====== Given records
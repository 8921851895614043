//! Withdrawal request form. Nothing is sent unless the form validates
//! against the available balance.

use common::model::withdrawal::{PaymentMethod, WithdrawalRequest};
use common::validation::{estimate_ksh, WithdrawalForm as Form};
use yew::prelude::*;

use super::{form_buttons, input_field, on_submit, options_of, select_field, text_field};
use crate::app::{app_context, AppContext};
use crate::components::format::{format_ksh, format_points};
use crate::components::toast::{toast_api_error, toast_error, toast_success};
use crate::http::{api, ApiError};

#[derive(Debug, Clone, Copy, PartialEq, Eq)]
pub enum WithdrawalField {
    Points,
    PhoneNumber,
    Name,
    AccountNumber,
    BankName,
    AccountName,
}

pub enum Msg {
    Set(WithdrawalField, String),
    Method(String),
    Submit,
    Saved(Result<WithdrawalRequest, ApiError>),
}

#[derive(Properties, PartialEq)]
pub struct WithdrawalFormProps {
    pub available_points: i64,
    pub on_saved: Callback<WithdrawalRequest>,
    pub on_cancel: Callback<()>,
}

pub struct WithdrawalForm {
    context: AppContext,
    form: Form,
    processing: bool,
}

impl Component for WithdrawalForm {
    type Message = Msg;
    type Properties = WithdrawalFormProps;

    fn create(ctx: &Context<Self>) -> Self {
        Self {
            context: app_context(ctx),
            form: Form::default(),
            processing: false,
        }
    }

    fn update(&mut self, ctx: &Context<Self>, msg: Self::Message) -> bool {
        match msg {
            Msg::Set(field, value) => {
                let target = match field {
                    WithdrawalField::Points => &mut self.form.points,
                    WithdrawalField::PhoneNumber => &mut self.form.phone_number,
                    WithdrawalField::Name => &mut self.form.name,
                    WithdrawalField::AccountNumber => &mut self.form.account_number,
                    WithdrawalField::BankName => &mut self.form.bank_name,
                    WithdrawalField::AccountName => &mut self.form.account_name,
                };
                *target = value;
            }
            Msg::Method(value) => {
                if let Some(method) = PaymentMethod::parse(&value) {
                    self.form.payment_method = method;
                }
            }
            Msg::Submit => {
                if self.processing {
                    return false;
                }
                let request = match self.form.validate(ctx.props().available_points) {
                    Ok(request) => request,
                    Err(error) => {
                        toast_error(&error.to_string());
                        return false;
                    }
                };
                self.processing = true;
                let client = self.context.client.clone();
                ctx.link()
                    .send_future(async move { Msg::Saved(api::create_withdrawal(&client, &request).await) });
            }
            Msg::Saved(result) => {
                self.processing = false;
                match result {
                    Ok(request) => {
                        toast_success("Withdrawal request submitted");
                        self.form = Form::default();
                        ctx.props().on_saved.emit(request);
                    }
                    Err(error) => toast_api_error("Failed to submit withdrawal request", &error),
                }
            }
        }
        true
    }

    fn view(&self, ctx: &Context<Self>) -> Html {
        let link = ctx.link();
        let set = |field: WithdrawalField| link.callback(move |value| Msg::Set(field, value));
        let form = &self.form;
        let methods = options_of(PaymentMethod::ALL.iter().map(PaymentMethod::as_str));
        let details = match form.payment_method {
            PaymentMethod::MPesa => html! {
                <>
                    { input_field("Phone number", "tel", &form.phone_number, true, set(WithdrawalField::PhoneNumber)) }
                    { text_field("Registered name", &form.name, false, set(WithdrawalField::Name)) }
                </>
            },
            PaymentMethod::BankTransfer => html! {
                <>
                    { text_field("Account number", &form.account_number, true, set(WithdrawalField::AccountNumber)) }
                    { text_field("Bank name", &form.bank_name, true, set(WithdrawalField::BankName)) }
                    { text_field("Account name", &form.account_name, true, set(WithdrawalField::AccountName)) }
                </>
            },
        };
        html! {
            <form class="form-grid" onsubmit={on_submit(link, || Msg::Submit)}>
                <p class="form-hint">
                    { format!("Available: {} points. Withdrawals are made in multiples of 5 points.", format_points(ctx.props().available_points)) }
                </p>
                { input_field("Points", "number", &form.points, true, set(WithdrawalField::Points)) }
                <p class="form-estimate">{ format!("Estimated payout: {}", format_ksh(estimate_ksh(form.points()))) }</p>
                { select_field("Payment method", form.payment_method.as_str(), None, &methods, link.callback(Msg::Method)) }
                { details }
                { form_buttons("Request withdrawal", self.processing, false, ctx.props().on_cancel.clone()) }
            </form>
        }
    }
}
============
▶ Aim of the task
Go through the material and copy every line in which the word "value" occurs.

▶ Result
            Msg::Set(field, value) => {
                *target = value;
            Msg::Method(value) => {
                if let Some(method) = PaymentMethod::parse(&value) {
        let set = |field: WithdrawalField| link.callback(move |value| Msg::Set(field, value));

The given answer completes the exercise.